Work through the entries below line by line and give the number of lines with the string "check", nothing else.

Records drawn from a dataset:
━━━━━━━━━━━━━━━━━━━━━━━━━━━━━━

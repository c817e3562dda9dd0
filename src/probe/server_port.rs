//! TCP connect to a well-known application port.

use std::net::{Ipv4Addr, SocketAddr};
use std::time::Duration;

use tokio::net::TcpStream;

use super::{ATTEMPT_TIMEOUT, ProbeError, within};

/// Succeeds when a TCP connection to the configured port is established.
#[derive(Debug, Clone, Copy, PartialEq, Eq)]
pub struct ServerPortProbe {
    port: u16,
    timeout: Duration,
}

impl ServerPortProbe {
    /// Name recorded on success.
    pub const NAME: &'static str = "ServerPortProbe";

    /// Port probed by default.
    pub const DEFAULT_PORT: u16 = 8001;

    #[must_use]
    pub const fn new(port: u16, timeout: Duration) -> Self {
        Self { port, timeout }
    }

    #[must_use]
    pub const fn port(&self) -> u16 {
        self.port
    }

    pub(super) async fn check(&self, address: Ipv4Addr) -> Result<(), ProbeError> {
        let target = SocketAddr::from((address, self.port));

        // The stream is dropped (closed) as soon as it is established.
        within(self.timeout, async {
            TcpStream::connect(target).await?;
            Ok(())
        })
        .await
    }
}

impl Default for ServerPortProbe {
    fn default() -> Self {
        Self::new(Self::DEFAULT_PORT, ATTEMPT_TIMEOUT)
    }
}

#[cfg(test)]
mod tests {
    use super::*;
    use tokio::net::TcpListener;

    #[test]
    fn defaults_to_port_8001() {
        assert_eq!(ServerPortProbe::default().port(), 8001);
    }

    #[tokio::test]
    async fn succeeds_when_port_accepts() {
        let listener = TcpListener::bind("127.0.0.1:0").await.unwrap();
        let port = listener.local_addr().unwrap().port();
        let probe = ServerPortProbe::new(port, Duration::from_secs(2));

        assert!(probe.check(Ipv4Addr::LOCALHOST).await.is_ok());
    }

    #[tokio::test]
    async fn fails_when_port_is_closed() {
        let port = {
            let listener = TcpListener::bind("127.0.0.1:0").await.unwrap();
            listener.local_addr().unwrap().port()
        };
        let probe = ServerPortProbe::new(port, Duration::from_secs(2));

        let result = probe.check(Ipv4Addr::LOCALHOST).await;
        assert!(matches!(result, Err(ProbeError::Io(_))));
    }
}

━━━━━━━━━━━━━━━━━━━━━━━━━━━━━━

**Written answer:**
3